> Task:
The result should be every line of the listing that holds the word "OAuth".

> Data for the task:
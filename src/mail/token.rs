//! OAuth access-token refresh, run ahead of every provider call.

use std::sync::Arc;

use chrono::{DateTime, Duration, Utc};
use serde_json::json;

use crate::clock::Clock;
use crate::diagnostics::{Diagnostics, LogStream};
use crate::error::{ProviderError, StorageError, TokenError};
use crate::mail::provider::ProviderRegistry;
use crate::model::{Credential, LogLevel, MailAccount};
use crate::tenant::TenantContext;

/// Tokens expiring within this window are refreshed early.
pub const DEFAULT_REFRESH_MARGIN_SECS: i64 = 120;

/// Upper bound on one refresh-token grant.
pub const DEFAULT_REFRESH_TIMEOUT: std::time::Duration = std::time::Duration::from_secs(30);

/// A usable access token plus whether it was just refreshed.
#[derive(Debug, Clone, PartialEq)]
pub struct EnsuredCredential {
    pub access_token: String,
    pub expiry: Option<DateTime<Utc>>,
    pub refresh_token: Option<String>,
    /// True when a refresh happened and the caller should persist.
    pub updated: bool,
}

impl EnsuredCredential {
    pub fn to_credential(&self) -> Credential {
        Credential {
            access_token: Some(self.access_token.clone()),
            refresh_token: self.refresh_token.clone(),
            expiry: self.expiry,
        }
    }
}

/// Map a provider failure from the refresh grant onto a token error.
pub fn classify_refresh_failure(account_id: &str, error: &ProviderError) -> TokenError {
    let account_id = account_id.to_string();
    match error {
        ProviderError::MissingRefreshToken => TokenError::MissingRefreshToken { account_id },
        ProviderError::Http { status, body }
            if body.contains("invalid_grant") || (*status == 400 && body.contains("revoked")) =>
        {
            TokenError::InvalidGrant {
                account_id,
                reason: body.clone(),
            }
        }
        ProviderError::Network(reason) => TokenError::Network {
            account_id,
            reason: reason.clone(),
        },
        ProviderError::Timeout { .. } => TokenError::Network {
            account_id,
            reason: error.to_string(),
        },
        other => TokenError::Other {
            account_id,
            reason: other.to_string(),
        },
    }
}

pub struct TokenManager {
    providers: Arc<ProviderRegistry>,
    clock: Arc<dyn Clock>,
    diagnostics: Arc<Diagnostics>,
    margin: Duration,
    refresh_timeout: std::time::Duration,
}

impl TokenManager {
    pub fn new(
        providers: Arc<ProviderRegistry>,
        clock: Arc<dyn Clock>,
        diagnostics: Arc<Diagnostics>,
    ) -> Self {
        Self {
            providers,
            clock,
            diagnostics,
            margin: Duration::seconds(DEFAULT_REFRESH_MARGIN_SECS),
            refresh_timeout: DEFAULT_REFRESH_TIMEOUT,
        }
    }

    pub fn with_refresh_timeout(mut self, timeout: std::time::Duration) -> Self {
        self.refresh_timeout = timeout;
        self
    }

    pub fn with_margin(mut self, margin: Duration) -> Self {
        self.margin = margin;
        self
    }

    /// Whether the credential must be refreshed before use.
    pub fn needs_refresh(&self, credential: &Credential) -> bool {
        let has_token = credential
            .access_token
            .as_deref()
            .is_some_and(|t| !t.is_empty());
        match (has_token, credential.expiry) {
            (true, Some(expiry)) => expiry <= self.clock.now() + self.margin,
            _ => true,
        }
    }

    /// Return a valid access token for `account`, refreshing if needed.
    pub async fn ensure_valid(
        &self,
        ctx: &TenantContext,
        account: &MailAccount,
    ) -> Result<EnsuredCredential, TokenError> {
        let credential = &account.credential;
        if !self.needs_refresh(credential) {
            return Ok(EnsuredCredential {
                access_token: credential.access_token.clone().unwrap_or_default(),
                expiry: credential.expiry,
                refresh_token: credential.refresh_token.clone(),
                updated: false,
            });
        }

        let Some(refresh_token) = credential
            .refresh_token
            .as_deref()
            .filter(|t| !t.is_empty())
        else {
            let err = TokenError::MissingRefreshToken {
                account_id: account.id.clone(),
            };
            self.record(ctx, account, Err(&err)).await;
            return Err(err);
        };

        let provider = match self.providers.get(&account.provider) {
            Ok(provider) => provider,
            Err(e) => {
                let err = TokenError::Other {
                    account_id: account.id.clone(),
                    reason: e.to_string(),
                };
                self.record(ctx, account, Err(&err)).await;
                return Err(err);
            }
        };

        let refreshed = tokio::time::timeout(
            self.refresh_timeout,
            provider.refresh_access_token(account),
        )
        .await
        .unwrap_or_else(|_| Err(ProviderError::timeout("token_refresh", self.refresh_timeout)));

        match refreshed {
            Ok(refreshed) => {
                let now = self.clock.now();
                let ensured = EnsuredCredential {
                    access_token: refreshed.access_token,
                    expiry: refreshed.expires_in_secs.map(|secs| now + Duration::seconds(secs)),
                    refresh_token: refreshed
                        .refresh_token
                        .or_else(|| Some(refresh_token.to_string())),
                    updated: true,
                };
                self.record(ctx, account, Ok(&ensured)).await;
                Ok(ensured)
            }
            Err(e) => {
                let err = classify_refresh_failure(&account.id, &e);
                self.record(ctx, account, Err(&err)).await;
                Err(err)
            }
        }
    }

    async fn record(
        &self,
        ctx: &TenantContext,
        account: &MailAccount,
        outcome: Result<&EnsuredCredential, &TokenError>,
    ) {
        let log = &self.diagnostics.log;
        match outcome {
            Ok(ensured) => {
                log.record(
                    ctx,
                    LogStream::ProviderEvents,
                    LogLevel::Info,
                    "token_refresh",
                    format!("Refreshed access token for {}", account.email),
                    Some(json!({
                        "account_id": account.id,
                        "provider": account.provider,
                        "expiry": ensured.expiry,
                    })),
                )
                .await
            }
            Err(err) => {
                log.record(
                    ctx,
                    LogStream::ProviderEvents,
                    LogLevel::Warn,
                    "token_refresh_failed",
                    err.to_string(),
                    Some(json!({
                        "account_id": account.id,
                        "provider": account.provider,
                        "kind": err.kind(),
                        "requires_reauthorization": err.requires_reauthorization(),
                    })),
                )
                .await
            }
        }
    }
}

/// Replace the stored account record with `account` carrying the refreshed
/// credential. Returns false if the account no longer exists.
pub async fn persist_credential(
    ctx: &TenantContext,
    account: &MailAccount,
    ensured: &EnsuredCredential,
) -> Result<bool, StorageError> {
    let updated = account.clone().with_credential(ensured.to_credential());
    ctx.bundle
        .accounts
        .update(move |accounts| match accounts.iter_mut().find(|a| a.id == updated.id) {
            Some(slot) => {
                *slot = updated;
                true
            }
            None => false,
        })
        .await
}
//! Tenant-scoped records persisted in the bundle repositories.

pub mod account;
pub mod actor;
pub mod conversation;
pub mod envelope;
pub mod filter;
pub mod log;
pub mod settings;

pub use account::{Credential, MailAccount};
pub use actor::{Agent, ApiConfig, Director, Prompt};
pub use conversation::{ConversationThread, ThreadKind, ThreadStatus};
pub use envelope::Envelope;
pub use filter::{Filter, FilterField};
pub use log::{LogEntry, LogLevel, ProcessedMessage};
pub use settings::TenantSettings;
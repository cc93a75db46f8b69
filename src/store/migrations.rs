//! Schema versions for the libSQL collection store.
//!
//! Each pending step runs in one transaction together with its row in
//! `_schema_versions`, so a failed step leaves no partial schema behind.

use libsql::Connection;

use crate::error::StorageError;

struct SchemaStep {
    version: i64,
    name: &'static str,
    sql: &'static str,
}

/// Ordered schema steps. Append only.
const STEPS: &[SchemaStep] = &[SchemaStep {
    version: 1,
    name: "tenant_collections",
    sql: "
        CREATE TABLE IF NOT EXISTS tenants (
            id TEXT PRIMARY KEY,
            created_at TEXT NOT NULL
        );
        CREATE TABLE IF NOT EXISTS collections (
            tenant_id TEXT NOT NULL,
            name TEXT NOT NULL,
            body TEXT NOT NULL,
            updated_at TEXT NOT NULL,
            PRIMARY KEY (tenant_id, name)
        );
        CREATE INDEX IF NOT EXISTS idx_collections_tenant ON collections(tenant_id);
    ",
}];

fn schema_err(context: &str, e: impl std::fmt::Display) -> StorageError {
    StorageError::Migration(format!("{context}: {e}"))
}

/// Bring the schema up to the latest version.
pub async fn run_migrations(conn: &Connection) -> Result<(), StorageError> {
    conn.execute(
        "CREATE TABLE IF NOT EXISTS _schema_versions (
            version INTEGER PRIMARY KEY,
            name TEXT NOT NULL,
            applied_at TEXT NOT NULL DEFAULT (datetime('now'))
        )",
        (),
    )
    .await
    .map_err(|e| schema_err("create _schema_versions", e))?;

    let applied = schema_version(conn).await?;
    for step in STEPS.iter().filter(|s| s.version > applied) {
        tracing::info!(version = step.version, name = step.name, "Applying schema step");
        // Names are static identifiers, so inlining them is safe.
        let batch = format!(
            "BEGIN;\n{}\nINSERT INTO _schema_versions (version, name) VALUES ({}, '{}');\nCOMMIT;",
            step.sql, step.version, step.name
        );
        if let Err(e) = conn.execute_batch(&batch).await {
            let _ = conn.execute("ROLLBACK", ()).await;
            return Err(schema_err(
                &format!("schema step {} ({})", step.version, step.name),
                e,
            ));
        }
    }
    Ok(())
}

/// Highest applied version, 0 on a fresh database.
pub async fn schema_version(conn: &Connection) -> Result<i64, StorageError> {
    let mut rows = conn
        .query("SELECT COALESCE(MAX(version), 0) FROM _schema_versions", ())
        .await
        .map_err(|e| schema_err("read schema version", e))?;
    match rows.next().await.map_err(|e| schema_err("read schema version", e))? {
        Some(row) => row.get::<i64>(0).map_err(|e| schema_err("decode schema version", e)),
        None => Ok(0),
    }
}
//! Mail providers and OAuth token management.

pub mod gmail;
pub mod provider;
pub mod token;

pub use gmail::{GmailConfig, GmailProvider};
pub use provider::{FetchOptions, MailProvider, ProviderRegistry, RefreshedToken};
pub use token::{EnsuredCredential, TokenManager, classify_refresh_failure, persist_credential};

> Solved problem:
//! OAuth access-token refresh, run ahead of every provider call.
//! Mail providers and OAuth token management.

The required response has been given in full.